Everything in the listing beneath must be transcribed exactly.

▬▬▬▬▬▬

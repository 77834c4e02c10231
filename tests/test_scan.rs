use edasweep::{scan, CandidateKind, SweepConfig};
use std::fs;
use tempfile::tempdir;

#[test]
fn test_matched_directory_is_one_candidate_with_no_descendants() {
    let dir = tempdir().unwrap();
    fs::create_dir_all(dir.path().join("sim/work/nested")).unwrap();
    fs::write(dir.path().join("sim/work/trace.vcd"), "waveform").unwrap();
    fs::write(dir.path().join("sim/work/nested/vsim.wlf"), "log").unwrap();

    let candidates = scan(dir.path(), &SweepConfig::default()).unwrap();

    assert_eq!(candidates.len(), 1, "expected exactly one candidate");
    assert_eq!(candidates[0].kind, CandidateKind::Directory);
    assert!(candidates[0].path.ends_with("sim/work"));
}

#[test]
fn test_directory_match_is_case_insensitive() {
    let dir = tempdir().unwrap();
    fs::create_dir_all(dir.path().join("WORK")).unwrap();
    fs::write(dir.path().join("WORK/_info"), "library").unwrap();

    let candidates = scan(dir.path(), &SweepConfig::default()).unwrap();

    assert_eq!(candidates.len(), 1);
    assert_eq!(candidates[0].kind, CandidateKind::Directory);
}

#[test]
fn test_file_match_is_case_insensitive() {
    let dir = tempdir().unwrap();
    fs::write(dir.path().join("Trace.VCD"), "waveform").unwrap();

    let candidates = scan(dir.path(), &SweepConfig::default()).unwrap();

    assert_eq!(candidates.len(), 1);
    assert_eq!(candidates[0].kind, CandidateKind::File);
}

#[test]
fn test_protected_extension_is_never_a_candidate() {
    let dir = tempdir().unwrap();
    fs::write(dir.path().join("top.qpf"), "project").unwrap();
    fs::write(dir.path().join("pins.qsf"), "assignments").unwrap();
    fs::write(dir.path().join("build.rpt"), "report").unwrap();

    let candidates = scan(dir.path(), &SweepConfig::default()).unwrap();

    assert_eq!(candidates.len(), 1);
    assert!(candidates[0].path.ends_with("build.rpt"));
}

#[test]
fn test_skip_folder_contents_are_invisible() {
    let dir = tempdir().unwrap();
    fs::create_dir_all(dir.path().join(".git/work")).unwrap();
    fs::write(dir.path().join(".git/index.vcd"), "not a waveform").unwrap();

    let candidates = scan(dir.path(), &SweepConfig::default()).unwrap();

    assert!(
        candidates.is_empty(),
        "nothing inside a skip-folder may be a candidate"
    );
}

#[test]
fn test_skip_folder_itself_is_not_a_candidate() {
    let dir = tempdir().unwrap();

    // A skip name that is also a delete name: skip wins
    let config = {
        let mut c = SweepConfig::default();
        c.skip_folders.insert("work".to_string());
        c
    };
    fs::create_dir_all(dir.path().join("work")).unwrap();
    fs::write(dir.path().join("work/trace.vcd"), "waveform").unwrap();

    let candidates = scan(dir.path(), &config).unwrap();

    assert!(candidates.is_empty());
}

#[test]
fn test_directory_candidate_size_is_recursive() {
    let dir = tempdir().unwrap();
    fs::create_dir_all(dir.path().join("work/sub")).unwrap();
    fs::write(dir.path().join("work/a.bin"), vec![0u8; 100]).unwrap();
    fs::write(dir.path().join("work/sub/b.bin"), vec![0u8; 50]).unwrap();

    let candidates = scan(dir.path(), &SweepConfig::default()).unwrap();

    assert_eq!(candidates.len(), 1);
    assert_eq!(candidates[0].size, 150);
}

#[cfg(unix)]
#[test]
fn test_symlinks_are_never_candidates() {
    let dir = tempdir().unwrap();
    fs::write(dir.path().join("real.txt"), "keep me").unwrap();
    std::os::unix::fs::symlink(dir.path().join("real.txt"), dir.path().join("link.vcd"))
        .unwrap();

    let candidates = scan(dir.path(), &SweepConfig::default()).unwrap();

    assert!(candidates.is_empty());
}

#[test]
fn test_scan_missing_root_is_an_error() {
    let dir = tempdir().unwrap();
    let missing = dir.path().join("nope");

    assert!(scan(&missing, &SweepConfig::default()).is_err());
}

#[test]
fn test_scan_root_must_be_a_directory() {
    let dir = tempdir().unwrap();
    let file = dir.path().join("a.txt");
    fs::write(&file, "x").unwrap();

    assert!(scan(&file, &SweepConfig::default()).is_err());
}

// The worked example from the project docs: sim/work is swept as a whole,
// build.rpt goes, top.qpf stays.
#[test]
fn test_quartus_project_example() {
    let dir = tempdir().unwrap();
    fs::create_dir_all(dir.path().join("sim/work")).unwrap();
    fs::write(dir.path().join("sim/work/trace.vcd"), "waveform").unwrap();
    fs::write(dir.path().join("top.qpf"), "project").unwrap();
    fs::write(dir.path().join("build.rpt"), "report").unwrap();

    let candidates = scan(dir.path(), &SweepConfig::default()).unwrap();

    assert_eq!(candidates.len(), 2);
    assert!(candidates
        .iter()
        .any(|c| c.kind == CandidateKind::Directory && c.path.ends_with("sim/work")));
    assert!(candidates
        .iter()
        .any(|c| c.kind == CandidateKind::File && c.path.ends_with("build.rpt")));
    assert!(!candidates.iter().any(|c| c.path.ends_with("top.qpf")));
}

▬▬▬▬▬▬

TASK SOLUTION
repository 77834c4e02c10231
filename tests/test_scan.rs
use edasweep::{scan, CandidateKind, SweepConfig};
use std::fs;
use tempfile::tempdir;

#[test]
fn test_matched_directory_is_one_candidate_with_no_descendants() {
    let dir = tempdir().unwrap();
    fs::create_dir_all(dir.path().join("sim/work/nested")).unwrap();
    fs::write(dir.path().join("sim/work/trace.vcd"), "waveform").unwrap();
    fs::write(dir.path().join("sim/work/nested/vsim.wlf"), "log").unwrap();

    let candidates = scan(dir.path(), &SweepConfig::default()).unwrap();

    assert_eq!(candidates.len(), 1, "expected exactly one candidate");
    assert_eq!(candidates[0].kind, CandidateKind::Directory);
    assert!(candidates[0].path.ends_with("sim/work"));
}

#[test]
fn test_directory_match_is_case_insensitive() {
    let dir = tempdir().unwrap();
    fs::create_dir_all(dir.path().join("WORK")).unwrap();
    fs::write(dir.path().join("WORK/_info"), "library").unwrap();

    let candidates = scan(dir.path(), &SweepConfig::default()).unwrap();

    assert_eq!(candidates.len(), 1);
    assert_eq!(candidates[0].kind, CandidateKind::Directory);
}

#[test]
fn test_file_match_is_case_insensitive() {
    let dir = tempdir().unwrap();
    fs::write(dir.path().join("Trace.VCD"), "waveform").unwrap();

    let candidates = scan(dir.path(), &SweepConfig::default()).unwrap();

    assert_eq!(candidates.len(), 1);
    assert_eq!(candidates[0].kind, CandidateKind::File);
}

#[test]
fn test_protected_extension_is_never_a_candidate() {
    let dir = tempdir().unwrap();
    fs::write(dir.path().join("top.qpf"), "project").unwrap();
    fs::write(dir.path().join("pins.qsf"), "assignments").unwrap();
    fs::write(dir.path().join("build.rpt"), "report").unwrap();

    let candidates = scan(dir.path(), &SweepConfig::default()).unwrap();

    assert_eq!(candidates.len(), 1);
    assert!(candidates[0].path.ends_with("build.rpt"));
}

#[test]
fn test_skip_folder_contents_are_invisible() {
    let dir = tempdir().unwrap();
    fs::create_dir_all(dir.path().join(".git/work")).unwrap();
    fs::write(dir.path().join(".git/index.vcd"), "not a waveform").unwrap();

    let candidates = scan(dir.path(), &SweepConfig::default()).unwrap();

    assert!(
        candidates.is_empty(),
        "nothing inside a skip-folder may be a candidate"
    );
}

#[test]
fn test_skip_folder_itself_is_not_a_candidate() {
    let dir = tempdir().unwrap();

    // A skip name that is also a delete name: skip wins
    let config = {
        let mut c = SweepConfig::default();
        c.skip_folders.insert("work".to_string());
        c
    };
    fs::create_dir_all(dir.path().join("work")).unwrap();
    fs::write(dir.path().join("work/trace.vcd"), "waveform").unwrap();

    let candidates = scan(dir.path(), &config).unwrap();

    assert!(candidates.is_empty());
}

#[test]
fn test_directory_candidate_size_is_recursive() {
    let dir = tempdir().unwrap();
    fs::create_dir_all(dir.path().join("work/sub")).unwrap();
    fs::write(dir.path().join("work/a.bin"), vec![0u8; 100]).unwrap();
    fs::write(dir.path().join("work/sub/b.bin"), vec![0u8; 50]).unwrap();

    let candidates = scan(dir.path(), &SweepConfig::default()).unwrap();

    assert_eq!(candidates.len(), 1);
    assert_eq!(candidates[0].size, 150);
}

#[cfg(unix)]
#[test]
fn test_symlinks_are_never_candidates() {
    let dir = tempdir().unwrap();
    fs::write(dir.path().join("real.txt"), "keep me").unwrap();
    std::os::unix::fs::symlink(dir.path().join("real.txt"), dir.path().join("link.vcd"))
        .unwrap();

    let candidates = scan(dir.path(), &SweepConfig::default()).unwrap();

    assert!(candidates.is_empty());
}

#[test]
fn test_scan_missing_root_is_an_error() {
    let dir = tempdir().unwrap();
    let missing = dir.path().join("nope");

    assert!(scan(&missing, &SweepConfig::default()).is_err());
}

#[test]
fn test_scan_root_must_be_a_directory() {
    let dir = tempdir().unwrap();
    let file = dir.path().join("a.txt");
    fs::write(&file, "x").unwrap();

    assert!(scan(&file, &SweepConfig::default()).is_err());
}

// The worked example from the project docs: sim/work is swept as a whole,
// build.rpt goes, top.qpf stays.
#[test]
fn test_quartus_project_example() {
    let dir = tempdir().unwrap();
    fs::create_dir_all(dir.path().join("sim/work")).unwrap();
    fs::write(dir.path().join("sim/work/trace.vcd"), "waveform").unwrap();
    fs::write(dir.path().join("top.qpf"), "project").unwrap();
    fs::write(dir.path().join("build.rpt"), "report").unwrap();

    let candidates = scan(dir.path(), &SweepConfig::default()).unwrap();

    assert_eq!(candidates.len(), 2);
    assert!(candidates
        .iter()
        .any(|c| c.kind == CandidateKind::Directory && c.path.ends_with("sim/work")));
    assert!(candidates
        .iter()
        .any(|c| c.kind == CandidateKind::File && c.path.ends_with("build.rpt")));
    assert!(!candidates.iter().any(|c| c.path.ends_with("top.qpf")));
}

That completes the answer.